Dropped on 35 by Ian Bell at short leg, Dravid added only one more run to his score before he flung the bat at a wide away-swinger from Anderson and was pouched by Matt Prior behind the stumps.
VVS Laxman eased his way to a 53rd Test fifty and was looking comfortable at the crease before he was tempted into a cross-batted pull at an Anderson loosener and pulled straight to Bell at mid-wicket and departed for 56.
In the next over, three wickets became four as Gautam Gambhir was deceived in the flight by Graeme Swann and trapped leg before wicket for 22. The left-hander asked for the decision to be reviewed by the TV umpire but replays showed there was no edge onto the pads to save him.

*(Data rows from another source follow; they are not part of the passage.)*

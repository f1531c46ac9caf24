//! One-shot HTTP responder for exercising the clients against a real socket.

use tokio::io::{AsyncReadExt, AsyncWriteExt};
use tokio::net::TcpListener;
use tokio::task::JoinHandle;

/// A request as seen by the server.
#[derive(Debug)]
pub struct Captured {
    pub request_line: String,
    pub body: String,
}

/// Serves exactly one request with `status` and a JSON `body`, returning the
/// base URL and a handle resolving to what the client sent.
pub async fn serve_once(status: u16, body: &str) -> (String, JoinHandle<Captured>) {
    let listener = TcpListener::bind("127.0.0.1:0").await.unwrap();
    let addr = listener.local_addr().unwrap();
    let body = body.to_string();

    let handle = tokio::spawn(async move {
        let (mut socket, _) = listener.accept().await.unwrap();
        let mut raw = Vec::new();
        let mut chunk = [0u8; 1024];

        let header_end = loop {
            let n = socket.read(&mut chunk).await.unwrap();
            raw.extend_from_slice(&chunk[..n]);
            if let Some(pos) = find(&raw, b"\r\n\r\n") {
                break pos + 4;
            }
            assert!(n > 0, "client closed before sending headers");
        };

        let head = String::from_utf8_lossy(&raw[..header_end]).to_string();
        let content_length = head
            .lines()
            .find_map(|line| {
                let (name, value) = line.split_once(':')?;
                name.eq_ignore_ascii_case("content-length")
                    .then(|| value.trim().parse::<usize>().ok())
                    .flatten()
            })
            .unwrap_or(0);
        while raw.len() < header_end + content_length {
            let n = socket.read(&mut chunk).await.unwrap();
            if n == 0 {
                break;
            }
            raw.extend_from_slice(&chunk[..n]);
        }

        let response = format!(
            "HTTP/1.1 {} Test\r\ncontent-type: application/json\r\ncontent-length: {}\r\nconnection: close\r\n\r\n{}",
            status,
            body.len(),
            body
        );
        socket.write_all(response.as_bytes()).await.unwrap();
        socket.shutdown().await.ok();

        Captured {
            request_line: head.lines().next().unwrap_or_default().to_string(),
            body: String::from_utf8_lossy(&raw[header_end..]).to_string(),
        }
    });

    (format!("http://{}", addr), handle)
}

fn find(haystack: &[u8], needle: &[u8]) -> Option<usize> {
    haystack
        .windows(needle.len())
        .position(|window| window == needle)
}
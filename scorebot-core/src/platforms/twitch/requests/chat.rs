// File: scorebot-core/src/platforms/twitch/requests/chat.rs

use serde::Serialize;
use tracing::debug;

use crate::platforms::twitch::client::TwitchHelixClient;
use crate::Error;

#[derive(Debug, Serialize)]
struct SendChatMessageBody<'a> {
    broadcaster_id: &'a str,
    sender_id: &'a str,
    message: &'a str,
}

#[derive(Debug, Serialize)]
struct SendWhisperBody<'a> {
    message: &'a str,
}

impl TwitchHelixClient {
    /// `POST /chat/messages`; only HTTP 200 counts as sent.
    pub async fn send_chat_message(
        &self,
        token: &str,
        broadcaster_id: &str,
        sender_id: &str,
        text: &str,
    ) -> Result<(), Error> {
        let url = self.url("chat/messages");
        let body = SendChatMessageBody {
            broadcaster_id,
            sender_id,
            message: text,
        };
        let resp = self
            .authed(self.http_client().post(&url), token)
            .json(&body)
            .send()
            .await?;
        Self::expect_status("chat/messages", resp, 200).await?;
        debug!("[Helix] chat message sent to broadcaster_id={}", broadcaster_id);
        Ok(())
    }

    /// `POST /whispers?from_user_id=..&to_user_id=..`; only HTTP 204 counts.
    pub async fn send_whisper(
        &self,
        token: &str,
        from_user_id: &str,
        to_user_id: &str,
        text: &str,
    ) -> Result<(), Error> {
        let url = self.url("whispers");
        let resp = self
            .authed(self.http_client().post(&url), token)
            .query(&[("from_user_id", from_user_id), ("to_user_id", to_user_id)])
            .json(&SendWhisperBody { message: text })
            .send()
            .await?;
        Self::expect_status("whispers", resp, 204).await?;
        debug!("[Helix] whisper sent to user_id={}", to_user_id);
        Ok(())
    }
}
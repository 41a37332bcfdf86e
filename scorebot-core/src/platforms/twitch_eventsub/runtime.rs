// File: scorebot-core/src/platforms/twitch_eventsub/runtime.rs

use futures_util::{SinkExt, StreamExt};
use tokio::net::TcpStream;
use tokio::time::Duration;
use tokio_tungstenite::tungstenite::protocol::Message;
use tokio_tungstenite::{connect_async, MaybeTlsStream, WebSocketStream};
use tracing::{debug, info, trace, warn};

use crate::Error;
use super::frames::{decode_frame, EventSubFrame, SessionInfo};
use super::session::{ConnectionState, Session};

pub type WsStream = WebSocketStream<MaybeTlsStream<TcpStream>>;

pub const WELCOME_TIMEOUT: Duration = Duration::from_secs(10);

/// One EventSub websocket and the session riding on it.
pub struct EventSubConnection {
    ws: Option<WsStream>,
    session: Session,
    url: String,
}

impl EventSubConnection {
    /// Connects to `url`. The session is `Connecting` until the welcome arrives.
    pub async fn open(url: &str) -> Result<Self, Error> {
        let mut session = Session::default();
        session.connecting();

        let (ws, _) = connect_async(url)
            .await
            .map_err(|e| Error::Platform(format!("EventSub connect error: {e}")))?;
        info!("[EventSub] connected → {}", url);

        Ok(Self {
            ws: Some(ws),
            session,
            url: url.to_string(),
        })
    }

    pub fn url(&self) -> &str {
        &self.url
    }

    pub fn session(&self) -> &Session {
        &self.session
    }

    pub fn state(&self) -> ConnectionState {
        self.session.state()
    }

    pub fn is_open(&self) -> bool {
        self.ws.is_some()
    }

    /// Reads frames until `session_welcome`, failing after `timeout` or if the
    /// socket closes first.
    pub async fn await_welcome(&mut self, timeout: Duration) -> Result<SessionInfo, Error> {
        let waited = tokio::time::timeout(timeout, async {
            loop {
                match self.next_frame().await? {
                    Some(EventSubFrame::SessionWelcome(info)) => return Ok(info),
                    Some(other) => debug!("[EventSub] ignoring {:?} before welcome", other),
                    None => {
                        return Err(Error::Platform(
                            "Connection closed without welcome message".into(),
                        ));
                    }
                }
            }
        })
        .await;

        match waited {
            Ok(Ok(info)) => {
                self.session.welcomed(&info.id);
                info!("[EventSub] session welcomed (id={})", info.id);
                Ok(info)
            }
            Ok(Err(e)) => {
                self.close().await;
                Err(e)
            }
            Err(_) => {
                self.close().await;
                Err(Error::Platform("Timeout waiting for welcome message".into()))
            }
        }
    }

    pub fn mark_subscribed(&mut self) -> Result<(), Error> {
        if self.session.subscribed() {
            Ok(())
        } else {
            Err(Error::Platform(format!(
                "cannot subscribe a session in state {}",
                self.session.state()
            )))
        }
    }

    /// Next decoded text frame. `Ok(None)` means the socket closed; the
    /// session is reset in that case and on transport errors.
    pub async fn next_frame(&mut self) -> Result<Option<EventSubFrame>, Error> {
        loop {
            let Some(ws) = self.ws.as_mut() else {
                return Ok(None);
            };

            let msg = match ws.next().await {
                Some(Ok(msg)) => msg,
                Some(Err(e)) => {
                    warn!("[EventSub] ws error: {}", e);
                    self.drop_transport();
                    return Err(Error::TransportClosed);
                }
                None => {
                    info!("[EventSub] websocket stream ended.");
                    self.drop_transport();
                    return Ok(None);
                }
            };

            match msg {
                Message::Close(frame) => {
                    info!("[EventSub] websocket closed by server: {:?}", frame);
                    self.drop_transport();
                    return Ok(None);
                }
                Message::Text(txt) => match decode_frame(&txt) {
                    Ok(frame) => {
                        if frame.is_health_check() {
                            if tracing::enabled!(tracing::Level::TRACE) {
                                trace!("[EventSub] Received TEXT (health check): {}", txt.as_str());
                            }
                        } else {
                            debug!("[EventSub] Received TEXT: {}", txt.as_str());
                        }
                        return Ok(Some(frame));
                    }
                    Err(e) => warn!("[EventSub] skipping undecodable frame: {}", e),
                },
                // ping/pong/binary
                _ => continue,
            }
        }
    }

    /// Closes the socket if open and resets the session. Safe to call twice.
    pub async fn close(&mut self) {
        if let Some(mut ws) = self.ws.take() {
            if let Err(e) = ws.close(None).await {
                debug!("[EventSub] close handshake failed: {}", e);
            }
            let _ = ws.flush().await;
            info!("[EventSub] connection closed.");
        }
        self.session.reset();
    }

    fn drop_transport(&mut self) {
        self.ws = None;
        self.session.reset();
    }
}

#[cfg(test)]
mod tests {
    use super::*;
    use tokio::net::TcpListener;
    use tokio_tungstenite::accept_async;

    async fn serve_frames(frames: Vec<String>) -> Result<String, Error> {
        let listener = TcpListener::bind("127.0.0.1:0").await?;
        let addr = listener.local_addr()?;
        tokio::spawn(async move {
            if let Ok((stream, _)) = listener.accept().await {
                if let Ok(mut ws) = accept_async(stream).await {
                    for f in frames {
                        if ws.send(Message::text(f)).await.is_err() {
                            return;
                        }
                    }
                    let _ = ws.close(None).await;
                }
            }
        });
        Ok(format!("ws://{}", addr))
    }

    const WELCOME: &str = r#"{"metadata":{"message_id":"m1","message_type":"session_welcome"},"payload":{"session":{"id":"sess-1","status":"connected","keepalive_timeout_seconds":10}}}"#;
    const KEEPALIVE: &str = r#"{"metadata":{"message_id":"m2","message_type":"session_keepalive"},"payload":{}}"#;

    #[tokio::test]
    async fn welcome_then_close_walks_the_state_machine() -> Result<(), Error> {
        let url = serve_frames(vec![WELCOME.into(), KEEPALIVE.into()]).await?;

        let mut conn = EventSubConnection::open(&url).await?;
        assert_eq!(conn.state(), ConnectionState::Connecting);

        let info = conn.await_welcome(WELCOME_TIMEOUT).await?;
        assert_eq!(info.id, "sess-1");
        assert_eq!(conn.session().session_id(), Some("sess-1"));
        assert_eq!(conn.state(), ConnectionState::Welcomed);

        conn.mark_subscribed()?;
        assert_eq!(conn.state(), ConnectionState::Subscribed);

        assert_eq!(conn.next_frame().await?, Some(EventSubFrame::SessionKeepalive));
        assert_eq!(conn.next_frame().await?, None);
        assert_eq!(conn.state(), ConnectionState::Disconnected);
        assert_eq!(conn.session().session_id(), None);
        assert!(!conn.is_open());

        conn.close().await;
        conn.close().await;
        Ok(())
    }

    #[tokio::test]
    async fn close_before_welcome_is_an_error() -> Result<(), Error> {
        let url = serve_frames(vec![KEEPALIVE.into()]).await?;
        let mut conn = EventSubConnection::open(&url).await?;

        assert!(conn.await_welcome(WELCOME_TIMEOUT).await.is_err());
        assert_eq!(conn.state(), ConnectionState::Disconnected);
        assert!(conn.mark_subscribed().is_err());
        Ok(())
    }
}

Enter Tendulkar, for perhaps his final Test appearance at Lord's, but after getting off the mark with a four off his toes, he looked out of sorts having missed much of Sunday's fourth day because of a viral infection.
He was lucky to survive an lbw appeal from Broad - one of a number of poor decisions by umpire Billy Bowden - and was dropped in the slips by England captain Strauss, but then missed a straight ball from Anderson and was trapped in front for 12 off 68 balls.
Raina and Dhoni added 60 either side of tea, raising the prospect of India saving the game, but the new ball did the trick for England, with Chris Tremlett finding the edge as Dhoni limply dangled his bat away from his body and Prior doing the rest.
The last four wickets fell in quick succession as Harbhajan Singh skied an attempted pull and Broad clean bowled Praveen Kumar.
An Anderson away-swinger drew an edge from the excellent Raina, before Broad (3-57) completed an excellent personal performance by snaring Ishant Sharma leg-before.
England will take enormous satisfaction from their victory, having been put in to bat under heavy clouds on the first day.
They achieved an imposing first innings total of 474-8 declared, thanks mainly to man-of-the-match Kevin Pietersen's 202 not out, bowled India out for 286, and recovered from a second innings wobble to set them a record target.
Then, on a riveting final day, all four frontline bowlers played their part in seeing them to a memorable triumph.